There are several aspects that could influence this. Perhaps the value of certain rents — especially when it comes to large-scale agricultural land — failed to rise as much as inflation did. Another possibility is that rental income has decreased across the board due to many people returning to their hometowns during the pandemic, leaving higher vacancy rates in cities. Covid also changed work habits: it made the home office possible for many more Mexicans and thus made it easier for certain professionals to no longer have to pay high rents in central locations. Rather, they were able to travel and pay less rent.
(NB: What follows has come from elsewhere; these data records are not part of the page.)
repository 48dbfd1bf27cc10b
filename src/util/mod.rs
//! Shared utilities

pub mod time;
//! Configuration module - environment variable parsing

use std::env;
use std::net::SocketAddr;

/// Application configuration loaded from environment variables
#[derive(Clone, Debug)]
pub struct Config {
    /// Server binding address
    pub server_addr: SocketAddr,
    /// Log level (trace, debug, info, warn, error)
    pub log_level: String,
    /// Allowed client origin for CORS ("*" for permissive)
    pub client_origin: String,

    /// World width in canvas units
    pub world_width: f32,
    /// World height in canvas units
    pub world_height: f32,
    /// Seed for asteroid generation and spawn placement
    pub world_seed: u64,

    /// Password for the root side-channel; unset means root requests
    /// are always denied
    pub root_password: Option<String>,
}

impl Config {
    /// Load configuration from environment variables
    pub fn from_env() -> Result<Self, ConfigError> {
        // Hosting platforms provide PORT, fall back to SERVER_ADDR or default
        let server_addr = if let Ok(port) = env::var("PORT") {
            format!("0.0.0.0:{}", port)
        } else {
            env::var("SERVER_ADDR").unwrap_or_else(|_| "0.0.0.0:8080".to_string())
        };

        Ok(Self {
            server_addr: server_addr
                .parse()
                .map_err(|_| ConfigError::InvalidAddress)?,

            log_level: env::var("LOG_LEVEL").unwrap_or_else(|_| "info".to_string()),

            client_origin: env::var("CLIENT_ORIGIN").unwrap_or_else(|_| "*".to_string()),

            world_width: positive("WORLD_WIDTH", parse_or("WORLD_WIDTH", 1200.0)?)?,
            world_height: positive("WORLD_HEIGHT", parse_or("WORLD_HEIGHT", 800.0)?)?,

            world_seed: match env::var("WORLD_SEED") {
                Ok(raw) => raw.parse().map_err(|_| ConfigError::InvalidNumber("WORLD_SEED"))?,
                Err(_) => rand::random(),
            },

            root_password: env::var("ROOT_PASSWORD").ok(),
        })
    }
}

fn parse_or(key: &'static str, default: f32) -> Result<f32, ConfigError> {
    match env::var(key) {
        Ok(raw) => raw.parse().map_err(|_| ConfigError::InvalidNumber(key)),
        Err(_) => Ok(default),
    }
}

/// World dimensions must be finite and positive; anything else fails
/// startup instead of panicking deep inside world generation.
fn positive(key: &'static str, value: f32) -> Result<f32, ConfigError> {
    if value.is_finite() && value > 0.0 {
        Ok(value)
    } else {
        Err(ConfigError::InvalidNumber(key))
    }
}

/// Configuration errors
#[derive(Debug, thiserror::Error)]
pub enum ConfigError {
    #[error("Invalid server address format")]
    InvalidAddress,

    #[error("Invalid numeric value for {0}")]
    InvalidNumber(&'static str),
}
All these possibilities will have to be studied in more detail.

Thus, inequality was reduced due to the combination of three aspects: higher labor income, the improved performance of small businesses and a decline in the amount of money spent on rent.

It’s still worth mentioning that inequality could have decreased even more had social policies been more effective. During the six-year-long term, cash transfers doubled. However, those who’ve seen the biggest increase in their receipt of transfers from the federal government aren’t poor households. On the contrary: the richest Mexicans benefited the most from subsidies.

The data is very revealing. Among households classified as being very low-income, funds from social programs increased by 17%. However, among those at a high level, these funds increased by 216%. This is explained because, before 2018, the richest Mexicans barely received any social transfers at all. But since then, social policies were universalized. As a result, many more high-income households — which were previously excluded from social programs — were reached. If social programs had reached more vulnerable citizens instead, inequality would have been reduced even further.